また同市では「入所希望日の前々月の15日までに該当市町村から公文書による依頼があった場合に限る」とされており、手続きに1か月以上のリードタイムが必要です。思い立ってすぐ使える制度ではない点に注意してください。
里帰り出産と保育士は例外扱いのことも
小野市では「里帰り出産が理由の場合に限り、各施設の各年齢の受入可能児童数が1名になるまで広域の受入を行うことができる」「市内保育所等に勤務する保護者の児童については、受入可能児童数にかかわらず広域入所の受入を行う」と、理由によって扱いを変えています。
広域入所で減点される自治体
当サイトが収録する459自治体を集計したところ、広域入所・管外受託を選考基準の項目として明示している自治体があり、その多くが減点を設けていました。
| 自治体 | 点数 | 内容 |
|---|---|---|
| 福岡県柳川市 | -75点 | 広域入所(他市町村民) |
| 千葉県四街道市 | -20点 | 市外の保育所等(広域入所)を希望 |
| 神奈川県葉山町 | -20点 | 広域入所 |
| 鹿児島県いちき串木野市 | -10〜-20点 | 市外在住(勤務地が市内なら-10点、市外なら-20点) |
| 埼玉県飯能市 | -10点 | 管外受託 |
| 埼玉県鶴ヶ島市 | -8点 | 市外在住(管外受託) |
なお愛知県豊橋市・豊川市のように、「他の市区町村(管外)の保育施設に申込む場合」という項目を設けつつ点数の増減はない自治体もあります。項目があること自体が、申込時に申告が必要というサインです。
引っ越しと広域入所の使い分け
年度途中に市外へ引っ越す場合
年度途中は募集枠がごく少ないため、転園先が見つからないことがあります。広域入所が認められれば年度末まで今の園に通い続けることができ、4月のタイミングで新住所の自治体に申し込むという進め方が可能になります。
引っ越し前に新住所側の園に通いたい場合
転居予定を理由とした広域入所が認められれば、引っ越し前から転居先の園に通うことができます。ただし前述のとおり受け入れ側の市町村の児童が優先されるため、空きがある場合に限られます。
手続きの流れ(一般的な例)
- 住民票のある市町村の窓口に、広域入所を希望する旨を相談する
- 希望する施設のある市町村の受け入れ可否・締切を確認する
- 住民票のある市町村に申込書と必要書類を提出する
- 市町村間で協議が行われる
- 受け入れ側の利用調整を経て結果が通知される
締切が通常の申込より早く設定されていることがあります。広域入所を検討する場合は、まず住民票のある自治体に早めに相談するのが確実です。
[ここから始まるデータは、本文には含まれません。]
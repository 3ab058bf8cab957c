use crate::utils::error::Result;
use std::path::PathBuf;
use url::Url;

/// A downloadable link on the page, identified by its visible text.
#[derive(Debug, Clone)]
pub struct Link {
    pub text: String,
    /// Absolute target, already resolved against the page URL.
    pub href: Url,
}

/// Completion signal for one transfer: staged bytes plus the filename the
/// remote side suggested for them.
#[derive(Debug, Clone)]
pub struct DownloadEvent {
    pub staging_path: PathBuf,
    pub suggested_name: String,
}

/// A file saved by one harness invocation. Immutable once written; the
/// harness never cleans it up.
#[derive(Debug, Clone)]
pub struct RetrievedFile {
    pub local_path: PathBuf,
    pub suggested_name: String,
}

impl RetrievedFile {
    /// Raw content, read on demand.
    pub fn bytes(&self) -> Result<Vec<u8>> {
        Ok(std::fs::read(&self.local_path)?)
    }

    pub fn text(&self) -> Result<String> {
        Ok(std::fs::read_to_string(&self.local_path)?)
    }
}

/// Outcome of a single verification step within a scenario. Failures are not
/// represented here: a failed check aborts the scenario with an error.
#[derive(Debug, Clone, PartialEq, Eq)]
pub enum CheckOutcome {
    Passed,
    Skipped(String),
}

#[derive(Debug, Clone)]
pub struct CheckResult {
    pub name: String,
    pub outcome: CheckOutcome,
}

#[derive(Debug, Clone)]
pub struct ScenarioReport {
    pub scenario: String,
    pub file: RetrievedFile,
    pub checks: Vec<CheckResult>,
}

impl ScenarioReport {
    pub fn skipped_checks(&self) -> impl Iterator<Item = &CheckResult> {
        self.checks
            .iter()
            .filter(|c| matches!(c.outcome, CheckOutcome::Skipped(_)))
    }
}
pub mod checks;
pub mod harness;
pub mod runner;

pub use crate::domain::model::{
    CheckOutcome, CheckResult, DownloadEvent, Link, RetrievedFile, ScenarioReport,
};
pub use crate::domain::ports::{HarnessConfig, Page};
pub use crate::utils::error::Result;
転園そのものの点数への影響は引っ越しで保育園を転園すると点数は下がる?143自治体の転園減点を、引っ越しのタイミングは保活中の引っ越しはいつがベスト?をご覧ください。
ご注意
広域入所の可否・条件・締切は自治体ごとに大きく異なります。本記事は当サイト収録データと各自治体の公式資料に基づく一般的な整理です。実際の手続きは必ずお住まいの自治体にご確認ください。